卓球女子団体で準決勝に挑む(左から)平野美宇、早田ひな、張本美和 photo by JMPA

 日本は格上だが、タイ戦には十分に警戒して臨んでいた。

 第1試合のダブルス、早田・平野のペアは集中していた。序盤から、それぞれがよさを生かし合い、確実にゲームを取って優勢に展開。早田が長身から繰り出すサウスポーのフォアドライブで相手をたじろがせ、平野が柔らかな手首の作用を最大限に利用したバックハンドでいやらしい回転をかける。

 早田はシングルスで左前腕をケガしており、治療を受けながらのプレーだったが、連係によって弱点を消していた。

「(早田とはダブルスを)組んだこともあるし、同い年でよくわかっていますし、お互いがカバーしながら、一戦一戦、頑張りたいです。(早田のケガは)練習ではできていたので、試合では"気にせずにふだんどおり"と心がけて」

 平野は1回戦のポーランド戦後にそう話していたが、タイ戦ではコンビネーションがさらに成熟していた。相手も揺さぶってくるが、平野が打ち返すボールのコースをうまく絞ったことで、早田は足を使って位置を変えながら、回り込んで強烈なフォアで圧倒。3-0で勝利し、少しも隙を与えなかった。

「タイのエースダブルスとの試合だったので、どちらかというとチャレンジャーの精神で、向かっていく気持ちで試合ができました」

 早田は試合を振り返って、こう続けている。

「昨日(1回戦のポーランド戦)よりも戦術だったり、動きだったり、いいところが多かったと思います。今日は回り込みで打ったボールが点数につながったと思うし、それが(これからも)相手の脅威になるかなって。私は動けるところは動いてフォアで打つっていうのと、平野選手がコース取りをうまくやってくれるので、(球筋が)読みやすいなって思っています」

【マイペースの張本、粘り強い平野】

 第2試合のシングルスには、16歳の張本が登場した。センス抜群で、度胸もあるのか、ひとつひとつのプレーに浮き沈みがない。第1ゲームはさすがに硬さもあったが、決して動じず、デュースに持ち込むと、12-10と制した。その後は相手を完全に上回って、3-0で勝った。

「いろんなパターンも準備してきました。(シングルスで早田が銅メダルを勝ち取り)"次は自分の番だ!"って」

 そう意気込んでいた張本はマイペースが武器だろう。いつの間にか、相手を自分のリズムに引きずり込む。

 張本の第1ゲームで、目立ったのはコートサイドに陣取った早田の姿だった。得点が決まるたび、ケガをしていない右腕を天高く突き上げ、甲高い声で声援を送り、ヒザをバタバタと強く叩いた。そしてタイムアウトで戻ってきた張本に、コーチ顔負けで時間ギリギリまで熱く細かくアドバイスを送っていた。
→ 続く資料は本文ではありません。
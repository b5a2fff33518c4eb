//! Map/reduce result storage
//!
//! Durable storage of intermediate map and reduce outputs, addressed
//! by a caller-computed hash of (view, reduce key) for fast seeking,
//! with correctness preserved under hash collisions by re-verifying
//! the true fields on every read path. The operations live on
//! [`crate::store::StorageAccessor`], so they share the batch's
//! atomicity and isolation.

mod actions;
mod types;

pub use types::{
    compute_reduce_group_id, view_and_reduce_key_hash, GetMapReduceResults, MappedResultInfo,
    ReduceKeyAndGroupId, REDUCE_GROUP_BUCKETS,
};
//! Append-only redo log
//!
//! Durability is one file: every committed batch is appended as a
//! checksummed frame and (by default) fsynced before the commit
//! returns. Opening a store replays the log from the start; a torn
//! final frame is truncated away, anything else that fails
//! verification aborts the open. Compaction rewrites the entire table
//! state as a single snapshot frame into a sibling file and atomically
//! renames it over the log.

use std::fs::{self, File, OpenOptions};
use std::io::Write;
use std::path::Path;
use std::sync::Arc;

use super::errors::EngineResult;
use super::record::LogRecord;
use super::schema::TableId;
use super::table::{TableOp, Tables};

/// Appends committed batches to the log file.
#[derive(Debug)]
pub struct LogWriter {
    file: File,
    fsync: bool,
}

impl LogWriter {
    /// Opens the log for appending. The file must already exist (store
    /// creation writes the initial snapshot first).
    pub fn open(path: &Path, fsync: bool) -> EngineResult<LogWriter> {
        let file = OpenOptions::new().append(true).open(path)?;
        Ok(LogWriter { file, fsync })
    }

    /// Appends one record and makes it durable.
    pub fn append(&mut self, record: &LogRecord) -> EngineResult<()> {
        let frame = record.encode();
        self.file.write_all(&frame)?;
        self.file.flush()?;
        if self.fsync {
            self.file.sync_data()?;
        }
        Ok(())
    }
}

/// The result of replaying a log file.
#[derive(Debug)]
pub struct ReplayOutcome {
    pub tables: Tables,
    /// Bytes dropped from a torn final frame, 0 on a clean log.
    pub truncated_bytes: u64,
}

/// Rebuilds table state from the log at `path`, truncating a torn
/// final frame in place so the next append starts on a clean boundary.
pub fn replay(path: &Path) -> EngineResult<ReplayOutcome> {
    let data = fs::read(path)?;
    let mut tables = Tables::new()?;
    let mut pos = 0;

    while pos < data.len() {
        match LogRecord::decode_frame(&data[pos..])? {
            Some((record, consumed)) => {
                for op in &record.ops {
                    tables.apply(op)?;
                }
                pos += consumed;
            }
            None => break,
        }
    }

    let truncated_bytes = (data.len() - pos) as u64;
    if truncated_bytes > 0 {
        let file = OpenOptions::new().write(true).open(path)?;
        file.set_len(pos as u64)?;
        file.sync_data()?;
    }

    Ok(ReplayOutcome {
        tables,
        truncated_bytes,
    })
}

/// Builds the single record that reproduces `tables` from empty.
pub fn snapshot_record(tables: &Tables) -> LogRecord {
    let mut ops = Vec::new();
    for id in TableId::ALL {
        for (row_id, row) in tables.table(id).iter() {
            ops.push(TableOp::Insert {
                table: id,
                row_id,
                row: Arc::clone(row),
            });
        }
    }
    LogRecord::new(ops)
}

/// Writes the full state of `tables` as one snapshot frame, replacing
/// the log at `path` atomically.
pub fn write_snapshot(path: &Path, tables: &Tables) -> EngineResult<()> {
    let record = snapshot_record(tables);
    let frame = record.encode();

    let mut tmp_path = path.as_os_str().to_os_string();
    tmp_path.push(".compact");
    let tmp_path = std::path::PathBuf::from(tmp_path);

    let mut tmp = File::create(&tmp_path)?;
    tmp.write_all(&frame)?;
    tmp.sync_all()?;
    drop(tmp);

    fs::rename(&tmp_path, path)?;
    Ok(())
}

#[cfg(test)]
mod tests {
    use super::*;
    use crate::engine::value::Value;
    use tempfile::TempDir;

    fn lock_insert(row_id: u64, directory: &str, name: &str) -> TableOp {
        TableOp::Insert {
            table: TableId::Locks,
            row_id,
            row: Arc::new(vec![Value::Text(directory.into()), Value::Text(name.into())]),
        }
    }

    #[test]
    fn replay_rebuilds_appended_state() {
        let dir = TempDir::new().unwrap();
        let path = dir.path().join("indexes.quill");
        let tables = Tables::new().unwrap();
        write_snapshot(&path, &tables).unwrap();

        let mut writer = LogWriter::open(&path, true).unwrap();
        writer
            .append(&LogRecord::new(vec![lock_insert(1, "idx", "write.lock")]))
            .unwrap();
        writer
            .append(&LogRecord::new(vec![
                lock_insert(2, "idx", "commit.lock"),
                TableOp::Delete {
                    table: TableId::Locks,
                    row_id: 1,
                },
            ]))
            .unwrap();

        let outcome = replay(&path).unwrap();
        assert_eq!(outcome.truncated_bytes, 0);
        assert_eq!(outcome.tables.locks.len(), 1);
        let row = outcome.tables.locks.get(2).unwrap();
        assert_eq!(row[1].as_text(), Some("commit.lock"));
    }

    #[test]
    fn torn_tail_is_truncated_and_prior_state_survives() {
        let dir = TempDir::new().unwrap();
        let path = dir.path().join("indexes.quill");
        write_snapshot(&path, &Tables::new().unwrap()).unwrap();

        let mut writer = LogWriter::open(&path, true).unwrap();
        writer
            .append(&LogRecord::new(vec![lock_insert(1, "idx", "write.lock")]))
            .unwrap();
        drop(writer);

        // simulate a crash mid-append: half a frame at the tail
        let frame = LogRecord::new(vec![lock_insert(2, "idx", "torn.lock")]).encode();
        let mut data = fs::read(&path).unwrap();
        data.extend_from_slice(&frame[..frame.len() / 2]);
        fs::write(&path, &data).unwrap();

        let outcome = replay(&path).unwrap();
        assert!(outcome.truncated_bytes > 0);
        assert_eq!(outcome.tables.locks.len(), 1);

        // a second replay sees a clean log
        let outcome = replay(&path).unwrap();
        assert_eq!(outcome.truncated_bytes, 0);
        assert_eq!(outcome.tables.locks.len(), 1);
    }

    #[test]
    fn corrupt_interior_frame_fails_replay() {
        let dir = TempDir::new().unwrap();
        let path = dir.path().join("indexes.quill");
        write_snapshot(&path, &Tables::new().unwrap()).unwrap();

        let mut writer = LogWriter::open(&path, true).unwrap();
        writer
            .append(&LogRecord::new(vec![lock_insert(1, "idx", "write.lock")]))
            .unwrap();
        writer
            .append(&LogRecord::new(vec![lock_insert(2, "idx", "other.lock")]))
            .unwrap();
        drop(writer);

        let mut data = fs::read(&path).unwrap();
        let mid = data.len() / 2;
        data[mid] ^= 0xFF;
        fs::write(&path, &data).unwrap();

        let err = replay(&path).unwrap_err();
        assert!(err.is_fatal());
    }

    #[test]
    fn snapshot_roundtrip_preserves_rows() {
        let dir = TempDir::new().unwrap();
        let path = dir.path().join("indexes.quill");

        let mut tables = Tables::new().unwrap();
        tables
            .locks
            .insert(vec![Value::Text("idx".into()), Value::Text("write.lock".into())])
            .unwrap();
        tables
            .files
            .insert(vec![
                Value::Text("idx".into()),
                Value::Text("segments_1".into()),
                Value::Int(4),
                Value::Bytes(b"bytes".to_vec()),
            ])
            .unwrap();

        write_snapshot(&path, &tables).unwrap();
        let outcome = replay(&path).unwrap();
        assert_eq!(outcome.tables.locks.len(), 1);
        assert_eq!(outcome.tables.files.len(), 1);
    }
}
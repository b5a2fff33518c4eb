//! Schema migration tests
//!
//! Fabricates an on-disk store at schema 1.0 (rows without reduce
//! group ids), then opens it and verifies the backfill, the version
//! bump, idempotence under crash-and-retry, and the no-upgrade-path
//! failure for unknown versions.

use std::fs;

use quillstore::config::StoreConfig;
use quillstore::engine::{write_snapshot, Tables, Value};
use quillstore::mapreduce::{compute_reduce_group_id, view_and_reduce_key_hash};
use quillstore::store::{IndexingStore, StorageError, LOG_FILE_NAME};
use tempfile::TempDir;

/// Lays a schema-1.0 log file on disk: details at the old version plus
/// mapped/reduce rows in the old, group-id-free shape.
fn write_legacy_store(dir: &TempDir, version: &str) {
    let mut tables = Tables::new().unwrap();
    tables
        .details
        .insert(vec![
            Value::Bytes(vec![3u8; 16]),
            Value::Text(version.to_string()),
        ])
        .unwrap();
    for (document, reduce_key, etag) in [
        ("docs/1", "Category/Books", 1),
        ("docs/2", "Category/Games", 2),
        ("docs/3", "category/books", 3),
    ] {
        tables
            .mapped_results
            .insert(vec![
                Value::Text("idx1".to_string()),
                Value::Text(reduce_key.to_string()),
                Value::Text(document.to_string()),
                Value::Bytes(b"{\"n\":1}".to_vec()),
                Value::Int(etag),
                Value::Int(0),
                Value::Bytes(view_and_reduce_key_hash("idx1", reduce_key).to_vec()),
            ])
            .unwrap();
    }
    tables
        .reduce_results
        .insert(vec![
            Value::Text("idx1".to_string()),
            Value::Text("Category/Books".to_string()),
            Value::Bytes(b"{\"total\":2}".to_vec()),
            Value::Int(4),
            Value::Int(0),
            Value::Bytes(view_and_reduce_key_hash("idx1", "Category/Books").to_vec()),
        ])
        .unwrap();
    fs::create_dir_all(dir.path()).unwrap();
    write_snapshot(&dir.path().join(LOG_FILE_NAME), &tables).unwrap();
}

#[test]
fn opening_a_legacy_store_backfills_group_ids() {
    let dir = TempDir::new().unwrap();
    write_legacy_store(&dir, "1.0");

    let store = IndexingStore::initialize(StoreConfig::new(dir.path())).unwrap();
    assert!(!store.created_new());

    store
        .batch(|accessor| {
            let infos: Vec<_> = accessor
                .get_mapped_results_reduce_keys_after("idx1", 0, false)?
                .collect();
            assert_eq!(infos.len(), 3);
            for info in &infos {
                assert_eq!(
                    info.reduce_group_id,
                    compute_reduce_group_id(&info.reduce_key),
                    "row for {} still carries a stale group id",
                    info.reduce_key
                );
                assert_ne!(info.reduce_group_id, -1);
            }
            Ok(())
        })
        .unwrap();
    store.dispose();
}

#[test]
fn migrated_rows_are_reachable_through_the_group_aware_index() {
    let dir = TempDir::new().unwrap();
    write_legacy_store(&dir, "1.0");

    let store = IndexingStore::initialize(StoreConfig::new(dir.path())).unwrap();
    store
        .batch(|accessor| {
            // the hash index includes the group id; a lookup computed
            // the 1.1 way must find the migrated rows
            let reduce_key = "Category/Books";
            let request = quillstore::mapreduce::GetMapReduceResults::new(
                "idx1",
                quillstore::mapreduce::ReduceKeyAndGroupId::new(
                    reduce_key,
                    compute_reduce_group_id(reduce_key),
                ),
                view_and_reduce_key_hash("idx1", reduce_key),
            );
            // docs/1 and docs/3 share the key up to case
            assert_eq!(accessor.get_mapped_results(&[request.clone()])?.count(), 2);
            assert_eq!(accessor.get_reduce_results(&[request])?.count(), 1);
            Ok(())
        })
        .unwrap();
    store.dispose();
}

#[test]
fn migration_persists_and_reruns_are_equivalent() {
    let dir = TempDir::new().unwrap();
    write_legacy_store(&dir, "1.0");

    // first open migrates and persists
    let store = IndexingStore::initialize(StoreConfig::new(dir.path())).unwrap();
    store.dispose();
    drop(store);
    let after_first = fs::read(dir.path().join(LOG_FILE_NAME)).unwrap();

    // a second open finds the new version and changes nothing
    let store = IndexingStore::initialize(StoreConfig::new(dir.path())).unwrap();
    store
        .batch(|accessor| {
            let infos: Vec<_> = accessor
                .get_mapped_results_reduce_keys_after("idx1", 0, false)?
                .collect();
            assert_eq!(infos.len(), 3);
            Ok(())
        })
        .unwrap();
    store.dispose();
    drop(store);
    let after_second = fs::read(dir.path().join(LOG_FILE_NAME)).unwrap();
    assert_eq!(after_first, after_second);
}

#[test]
fn crash_before_the_migrated_state_lands_reruns_cleanly() {
    let dir = TempDir::new().unwrap();
    write_legacy_store(&dir, "1.0");
    let legacy_bytes = fs::read(dir.path().join(LOG_FILE_NAME)).unwrap();

    // run the migration once
    let store = IndexingStore::initialize(StoreConfig::new(dir.path())).unwrap();
    store.dispose();
    drop(store);

    // simulate a crash that left the old state: the atomic rename never
    // happened, so the store is still at 1.0 and migrates again
    fs::write(dir.path().join(LOG_FILE_NAME), &legacy_bytes).unwrap();
    let store = IndexingStore::initialize(StoreConfig::new(dir.path())).unwrap();
    store
        .batch(|accessor| {
            let infos: Vec<_> = accessor
                .get_mapped_results_reduce_keys_after("idx1", 0, false)?
                .collect();
            assert_eq!(infos.len(), 3);
            for info in &infos {
                assert_eq!(info.reduce_group_id, compute_reduce_group_id(&info.reduce_key));
            }
            Ok(())
        })
        .unwrap();
    store.dispose();
}

#[test]
fn unknown_schema_version_fails_with_an_actionable_error() {
    let dir = TempDir::new().unwrap();
    write_legacy_store(&dir, "0.4");

    let err = IndexingStore::initialize(StoreConfig::new(dir.path())).unwrap_err();
    match &err {
        StorageError::NoUpgradePath { on_disk, expected } => {
            assert_eq!(on_disk, "0.4");
            assert_eq!(*expected, quillstore::engine::SCHEMA_VERSION);
        }
        other => panic!("expected NoUpgradePath, got {}", other),
    }
    assert!(err.to_string().contains("migrate"));
}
 それを頷きながら聞いていた張本は、拮抗したゲームを勝ち取った。

 第3試合に登場した平野は、多彩なサーブが冴えていた。実直で技巧的、粘り強い卓球で、じわじわとリードを広げる。打ち返されても崩しているだけに、ラリーでは有利だった。相手のボールがネットを越えられず、徐々に点差を広げ、3-0と確実に取った。

 平野が2本を取り、この団体を牽引していたが、三者三様であることが、日本の強さと言えるだろう。それぞれ"私が取る!"という自覚が強く、その闘志が伝わってくる。

「(ほかのふたりの活躍は)頼もしい、のひと言ですね」

 早田はそう言ってから、こう続けた。

「でも、私もダブルスをしっかり取らないと、そのあとのふたり(の試合)にも緊張が出てくるので。役目をしっかり果たさないといけない。自分もできることをやって、ふたりの負担にならないようにしたいですね。この試合にかけているし、『ひなちゃんも頑張っているなら』って、ふたりにわかってもらえるように。3人で頑張っていけたら、と思います」

 5分がやっとだった練習は、1時間できるようになった。しかし、練習の入りは通常、試合の1時間半前だが、この日は4、5時間前。治療、アップ、テーピング巻き直しなどに時間はかかる。100%であるはずはない。

「金メダルという目標があるので、痛みだって耐えられます。めげていられない。いろいろサポートしてくれた方にも、結果で恩返しできたらいいなと思います」

 早田は前のめりになって、言葉に気持ちを込めた。ただ、悲壮感はない。ケガをしていても、できることがひとつ増えるたび、「やっぱり、卓球って楽しいなと思いました」と明るい声で言う。高潔で不屈、黄金の精神を感じさせる選手だ。

 三位一体というより、三者三様が力になっている。

〈金メダル〉

 その1点で、強く結びつく。8月8日、彼女たちはメダルをかけて準決勝ドイツ戦に挑む。